Daniel saw a flicker of fear in Gretchen’s eyes. “I don’t know what you mean.”
Talia glanced down, then back up. “We found pictures of girls being raped. Your picture was among them, Miss French. I’m sorry.”
Daniel’s heart squeezed in helpless pity as he watched Gretchen’s expression change. Every drop of color drained from her face until she was ashen. Her lips dropped open and moved, as if she was trying to speak. Then her eyes skittered away, cast down, ashamed. Daniel saw Talia’s expression had also changed. There was acute sympathy, but there was also strength, and Daniel understood why Chase had handpicked her for this interview.
Talia put her hand over Gretchen’s. “I wish I didn’t have to ask you to live that moment again, but I do. Can you tell us what happened?”
“I can’t remember.” Nervously she moistened her lips. Her eyes were conspicuously dry. “I’d tell you if I could. I wanted to tell when it happened. But I couldn’t remember.”

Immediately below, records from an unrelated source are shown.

use headroom_core::{HeadroomOptions, Tolerance};
use headroom_platform_web::{mount, ScrollTarget, WebPlatformError, WebScrollHeader};
use std::cell::RefCell;
use wasm_bindgen::prelude::*;

thread_local! {
    static HEADER: RefCell<Option<WebScrollHeader>> = const { RefCell::new(None) };
}

#[cfg(target_arch = "wasm32")]
#[wasm_bindgen(start)]
pub fn main() {
    wasm_logger::init(wasm_logger::Config::new(log::Level::Debug));
    console_error_panic_hook::set_once();
    log::info!("Web demo starting...");
}

/// Attaches headroom to the element matching `selector`.
#[wasm_bindgen]
pub fn run_demo(selector: &str) -> Result<(), JsValue> {
    let document = web_sys::window()
        .ok_or(WebPlatformError::NoWindow)?
        .document()
        .ok_or(WebPlatformError::NoDocument)?;
    let target = document
        .query_selector(selector)?
        .ok_or_else(|| WebPlatformError::NotAnElement(selector.to_owned()))?;

    let options = HeadroomOptions::new()
        .with_offset(80)
        .with_tolerance(Tolerance::new(10, 5))
        .on_pin(|| log::info!("header pinned"))
        .on_unpin(|| log::info!("header unpinned"))
        .on_bottom(|| log::info!("reached the bottom"));

    let header = mount(target, ScrollTarget::Window, options)?;
    if !header.init() {
        log::warn!("headroom is not supported in this browser");
    }

    HEADER.with(|slot| {
        if let Some(previous) = slot.borrow_mut().replace(header) {
            previous.destroy();
        }
    });
    Ok(())
}

/// Tears the demo header down again.
#[wasm_bindgen]
pub fn stop_demo() {
    HEADER.with(|slot| {
        if let Some(header) = slot.borrow_mut().take() {
            header.destroy();
        }
    });
}
//! Seams between the widget and whatever hosts it.
//!
//! The browser adapter implements these over the DOM; tests use the in-memory
//! versions from `headroom-testing`.

use std::rc::Rc;
use web_time::Duration;

/// Vertical scroll geometry of a scroller, in whole pixels.
pub trait ScrollMetrics {
    /// Current scroll offset from the top. May transiently be negative or past
    /// the end during elastic overscroll.
    fn current_offset(&self) -> i32;

    /// Height of the scroller's visible box.
    fn visible_extent(&self) -> i32;

    /// Full scrollable height of the scroller's content.
    fn total_extent(&self) -> i32;

    /// Height of the host viewport.
    fn viewport_height(&self) -> i32;
}

/// A scroll source the widget can subscribe to.
///
/// At most one listener is registered at a time; registering again replaces
/// the previous one.
pub trait Scroller: ScrollMetrics {
    fn add_scroll_listener(&self, listener: Rc<dyn Fn()>);

    /// Removing when nothing is registered is a no-op.
    fn remove_scroll_listener(&self);
}

/// Class markers on the target element.
pub trait ClassList {
    fn add(&self, class: &str);
    fn remove(&self, class: &str);
    fn contains(&self, class: &str) -> bool;
}

/// Deferred execution primitives of the host event loop.
pub trait FrameHost {
    /// Runs `callback` once before the next repaint.
    ///
    /// Returns false if the frame could not be scheduled; `callback` is then
    /// dropped without running.
    fn request_animation_frame(&self, callback: Box<dyn FnOnce()>) -> bool;

    /// Runs `callback` once after `delay`.
    fn set_timeout(&self, delay: Duration, callback: Box<dyn FnOnce()>);
}

impl<T: ScrollMetrics + ?Sized> ScrollMetrics for Rc<T> {
    fn current_offset(&self) -> i32 {
        (**self).current_offset()
    }

    fn visible_extent(&self) -> i32 {
        (**self).visible_extent()
    }

    fn total_extent(&self) -> i32 {
        (**self).total_extent()
    }

    fn viewport_height(&self) -> i32 {
        (**self).viewport_height()
    }
}

impl<T: Scroller + ?Sized> Scroller for Rc<T> {
    fn add_scroll_listener(&self, listener: Rc<dyn Fn()>) {
        (**self).add_scroll_listener(listener)
    }

    fn remove_scroll_listener(&self) {
        (**self).remove_scroll_listener()
    }
}

impl<T: ClassList + ?Sized> ClassList for Rc<T> {
    fn add(&self, class: &str) {
        (**self).add(class)
    }

    fn remove(&self, class: &str) {
        (**self).remove(class)
    }

    fn contains(&self, class: &str) -> bool {
        (**self).contains(class)
    }
}

impl<T: FrameHost + ?Sized> FrameHost for Rc<T> {
    fn request_animation_frame(&self, callback: Box<dyn FnOnce()>) -> bool {
        (**self).request_animation_frame(callback)
    }

    fn set_timeout(&self, delay: Duration, callback: Box<dyn FnOnce()>) {
        (**self).set_timeout(delay, callback)
    }
}
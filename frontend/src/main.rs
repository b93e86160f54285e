use leptos::*;

use frontend::App;

fn main() {
    mount_to_body(|| {
        view! {
            <App />
        }
    })
}
use leptos::*;

#[leptos::component]
pub fn action_button<F>(
    disabled: ReadSignal<bool>,
    on_activate: F,
    children: Children,
) -> impl leptos::IntoView
where
    F: Fn() + 'static,
{
    let style = stylers::style! {
        "ActionButton",
        button {
            width: 100%;
            padding: 10px 16px;

            color: #f1f1f1;
            background-color: #3b82f6;

            border: none;
            border-radius: 6px;
            font-size: 16px;
            cursor: pointer;
        }
        button:hover {
            background-color: #2563eb;
        }

        .muted {
            opacity: 0.5;
            cursor: not-allowed;
        }
        .muted:hover {
            background-color: #3b82f6;
        }
    };

    view! {class = style,
        <button
            disabled=move || disabled.get()
            class:muted=move || disabled.get()
            on:click=move |_| {
                if !disabled.get() {
                    on_activate();
                }
            }
        >
            { children() }
        </button>
    }
}

#[leptos::component]
pub fn card(#[prop(optional)] tinted: bool, children: Children) -> impl leptos::IntoView {
    let style = stylers::style! {
        "Card",
        .card {
            background-color: #ffffff;

            border-radius: 10px;
            box-shadow: 0px 4px 12px #00000022;
        }

        .tinted {
            background-color: #eef2ff;
            border: solid #c7d2fe 1px;
            box-shadow: none;
        }
    };

    view! {class = style,
        <div class="card" class:tinted=move || tinted>
            { children() }
        </div>
    }
}
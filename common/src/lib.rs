/// Request body for the analysis service. Team names are opaque labels,
/// forwarded exactly as the user typed them.
#[derive(Debug, Clone, PartialEq, Eq, serde::Serialize, serde::Deserialize)]
pub struct TeamQuery {
    pub team1: String,
    pub team2: String,
}

/// One ranked player as returned by the analysis service. Which of the
/// numeric stats are present depends on the category the player was
/// ranked under.
#[derive(Debug, Clone, PartialEq, serde::Serialize, serde::Deserialize)]
#[serde(rename_all = "camelCase")]
pub struct PlayerRecord {
    pub name: String,
    pub team: String,
    pub batting_score: Option<f64>,
    pub bowling_score: Option<f64>,
    pub all_rounder_score: Option<f64>,
    pub average_runs: Option<f64>,
    pub average_wickets: Option<f64>,
}

/// The full analysis response. Each list is pre-ranked by the server and
/// kept in the order it arrived.
#[derive(Debug, Clone, PartialEq, serde::Serialize, serde::Deserialize)]
pub struct AnalysisResult {
    pub batsmen: Vec<PlayerRecord>,
    pub bowlers: Vec<PlayerRecord>,
    pub allrounders: Vec<PlayerRecord>,
}

/// Selector over the numeric stats of a [`PlayerRecord`].
#[derive(Debug, Clone, Copy, PartialEq, Eq)]
pub enum StatField {
    BattingScore,
    BowlingScore,
    AllRounderScore,
    AverageRuns,
    AverageWickets,
}

impl StatField {
    /// The field name as it appears on the wire.
    pub fn key(&self) -> &'static str {
        match self {
            Self::BattingScore => "battingScore",
            Self::BowlingScore => "bowlingScore",
            Self::AllRounderScore => "allRounderScore",
            Self::AverageRuns => "averageRuns",
            Self::AverageWickets => "averageWickets",
        }
    }

    /// The wire name with its first letter upper-cased, used as the
    /// heading of a stat line.
    pub fn label(&self) -> &'static str {
        match self {
            Self::BattingScore => "BattingScore",
            Self::BowlingScore => "BowlingScore",
            Self::AllRounderScore => "AllRounderScore",
            Self::AverageRuns => "AverageRuns",
            Self::AverageWickets => "AverageWickets",
        }
    }

    pub fn value_of(&self, player: &PlayerRecord) -> Option<f64> {
        match self {
            Self::BattingScore => player.batting_score,
            Self::BowlingScore => player.bowling_score,
            Self::AllRounderScore => player.all_rounder_score,
            Self::AverageRuns => player.average_runs,
            Self::AverageWickets => player.average_wickets,
        }
    }
}
use common::{AnalysisResult, PlayerRecord, StatField, TeamQuery};

use pretty_assertions::assert_eq;

#[test]
fn parses_backend_payload() {
    let body = r#"{
        "batsmen": [
            {"name": "V Kohli", "team": "Royal Challengers Bangalore", "battingScore": 87.42, "bowlingScore": 0.0, "averageRuns": 512.4, "averageWickets": 0.0},
            {"name": "RG Sharma", "team": "Mumbai Indians", "battingScore": 84.1, "bowlingScore": 2.5, "averageRuns": 489.0, "averageWickets": 0.2}
        ],
        "bowlers": [
            {"name": "JJ Bumrah", "team": "Mumbai Indians", "battingScore": 4.0, "bowlingScore": 91.3, "averageRuns": 12.0, "averageWickets": 19.5}
        ],
        "allrounders": [
            {"name": "HH Pandya", "team": "Mumbai Indians", "battingScore": 61.0, "bowlingScore": 55.2, "allRounderScore": 58.0, "averageRuns": 210.0, "averageWickets": 9.0}
        ]
    }"#;

    let result: AnalysisResult = serde_json::from_str(body).unwrap();

    assert_eq!(result.batsmen.len(), 2);
    assert_eq!(result.bowlers.len(), 1);
    assert_eq!(result.allrounders.len(), 1);

    // server ordering is kept as-is
    assert_eq!(result.batsmen[0].name, "V Kohli");
    assert_eq!(result.batsmen[1].name, "RG Sharma");

    assert_eq!(result.batsmen[0].team, "Royal Challengers Bangalore");
    assert_eq!(result.batsmen[0].batting_score, Some(87.42));
    assert_eq!(result.batsmen[0].average_runs, Some(512.4));
    assert_eq!(result.batsmen[0].all_rounder_score, None);

    assert_eq!(result.allrounders[0].all_rounder_score, Some(58.0));
    assert_eq!(result.allrounders[0].average_wickets, Some(9.0));
}

#[test]
fn missing_stats_deserialize_to_none() {
    let record: PlayerRecord =
        serde_json::from_str(r#"{"name": "A", "team": "Mumbai Indians", "battingScore": 90.0}"#)
            .unwrap();

    assert_eq!(record.batting_score, Some(90.0));
    assert_eq!(record.bowling_score, None);
    assert_eq!(record.all_rounder_score, None);
    assert_eq!(record.average_runs, None);
    assert_eq!(record.average_wickets, None);
}

#[test]
fn tolerates_unknown_keys() {
    let body = r#"{
        "batsmen": [{"name": "A", "team": "X", "battingScore": 90.0, "strikeRate": 141.2}],
        "bowlers": [],
        "allrounders": []
    }"#;

    let result: AnalysisResult = serde_json::from_str(body).unwrap();

    assert_eq!(result.batsmen.len(), 1);
    assert_eq!(result.bowlers, Vec::<PlayerRecord>::new());
    assert_eq!(result.allrounders, Vec::<PlayerRecord>::new());
}

#[test]
fn team_query_body_shape() {
    let query = TeamQuery {
        team1: "Mumbai Indians".to_owned(),
        team2: "Chennai Super Kings".to_owned(),
    };

    assert_eq!(
        serde_json::to_string(&query).unwrap(),
        r#"{"team1":"Mumbai Indians","team2":"Chennai Super Kings"}"#
    );
}

#[test]
fn stat_field_lookup_and_labels() {
    let record: PlayerRecord = serde_json::from_str(
        r#"{"name": "B", "team": "X", "battingScore": 50.0, "bowlingScore": 20.0, "allRounderScore": 70.0, "averageRuns": 30.0, "averageWickets": 5.0}"#,
    )
    .unwrap();

    assert_eq!(StatField::BattingScore.value_of(&record), Some(50.0));
    assert_eq!(StatField::BowlingScore.value_of(&record), Some(20.0));
    assert_eq!(StatField::AllRounderScore.value_of(&record), Some(70.0));
    assert_eq!(StatField::AverageRuns.value_of(&record), Some(30.0));
    assert_eq!(StatField::AverageWickets.value_of(&record), Some(5.0));

    assert_eq!(StatField::BattingScore.key(), "battingScore");
    assert_eq!(StatField::BattingScore.label(), "BattingScore");
    assert_eq!(StatField::AllRounderScore.label(), "AllRounderScore");
    assert_eq!(StatField::AverageWickets.label(), "AverageWickets");
}
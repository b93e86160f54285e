use common::{AnalysisResult, TeamQuery};

/// The external analysis service. All statistics work happens there, this
/// application only submits queries and renders the response.
pub const ANALYZE_ENDPOINT: &str = "https://team-predictor-ipl.onrender.com/analyze-teams";

/// The one failure class the UI handles: the request did not produce a
/// usable response. Logged to the console and otherwise swallowed.
#[derive(Debug)]
pub enum RequestError {
    Encode(serde_json::Error),
    Send(reqwasm::Error),
    Status(u16),
    Body(reqwasm::Error),
}

impl std::fmt::Display for RequestError {
    fn fmt(&self, f: &mut std::fmt::Formatter<'_>) -> std::fmt::Result {
        match self {
            Self::Encode(err) => write!(f, "encoding request body: {}", err),
            Self::Send(err) => write!(f, "sending request: {}", err),
            Self::Status(code) => write!(f, "server responded with status {}", code),
            Self::Body(err) => write!(f, "reading response body: {}", err),
        }
    }
}

impl std::error::Error for RequestError {}

/// Submits the two team names and parses the ranked player lists out of
/// the response.
pub async fn analyze_teams(query: &TeamQuery) -> Result<AnalysisResult, RequestError> {
    let body = serde_json::to_string(query).map_err(RequestError::Encode)?;

    let resp = reqwasm::http::Request::post(ANALYZE_ENDPOINT)
        .header("Content-Type", "application/json")
        .body(body)
        .send()
        .await
        .map_err(RequestError::Send)?;

    if !(200..300).contains(&resp.status()) {
        return Err(RequestError::Status(resp.status()));
    }

    resp.json().await.map_err(RequestError::Body)
}
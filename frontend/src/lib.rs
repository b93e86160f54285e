pub mod api;

mod app;
pub use app::App;

mod controls;
pub use controls::{ActionButton, Card};

pub mod rankings;
pub use rankings::RankingSection;
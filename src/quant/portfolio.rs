//! # Portfolio
//!
//! $$
//! \sigma_p^2 = \mathbf{w}^\top \Sigma \mathbf{w}
//! $$
//!
//! Mean-variance portfolio optimization: performance evaluation, constrained
//! optimizers, the efficient frontier and allocation reports.

pub mod constraints;
pub mod data;
pub mod engine;
pub mod error;
pub mod frontier;
pub mod objectives;
pub mod optimizers;
pub mod performance;
pub mod report;
pub mod sqp;
pub mod types;

pub use constraints::Constraint;
pub use constraints::ConstraintKind;
pub use data::InMemoryProvider;
pub use data::MarketStatistics;
pub use data::PriceHistory;
pub use data::StatisticsProvider;
pub use data::align_price_histories;
pub use data::simple_returns;
pub use engine::MarkowitzResults;
pub use engine::PortfolioEngine;
pub use engine::PortfolioEngineConfig;
pub use error::PortfolioError;
pub use frontier::EfficientFrontier;
pub use objectives::NegativeSharpe;
pub use objectives::Objective;
pub use objectives::Volatility;
pub use optimizers::MarkowitzOptimizer;
pub use optimizers::optimize_efficient_return;
pub use optimizers::optimize_max_sharpe;
pub use optimizers::optimize_min_variance;
pub use performance::PortfolioMetrics;
pub use performance::TRADING_DAYS;
pub use performance::evaluate;
pub use report::AllocationReport;
pub use report::AssetAllocation;
pub use sqp::Sqp;
pub use sqp::SqpConfig;
pub use sqp::SqpOutcome;
pub use types::FrontierPoint;
pub use types::OptimizationResult;
pub use types::Termination;
pub use types::WeightBounds;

“We think whoever did this to you, drugged you,” Daniel murmured.
Gretchen’s chin jerked up, her eyes devastated, but still dry. “You don’t know who?”
Daniel shook his head. “We’re hoping you can tell us.”
Gretchen sat, barely breathing. “I . . . I was only sixteen. I remember waking up, in my car. It was dark and I was . . . so scared. I knew . . . I mean, I could feel . . .” Her throat worked convulsively. “It hurt. A lot.”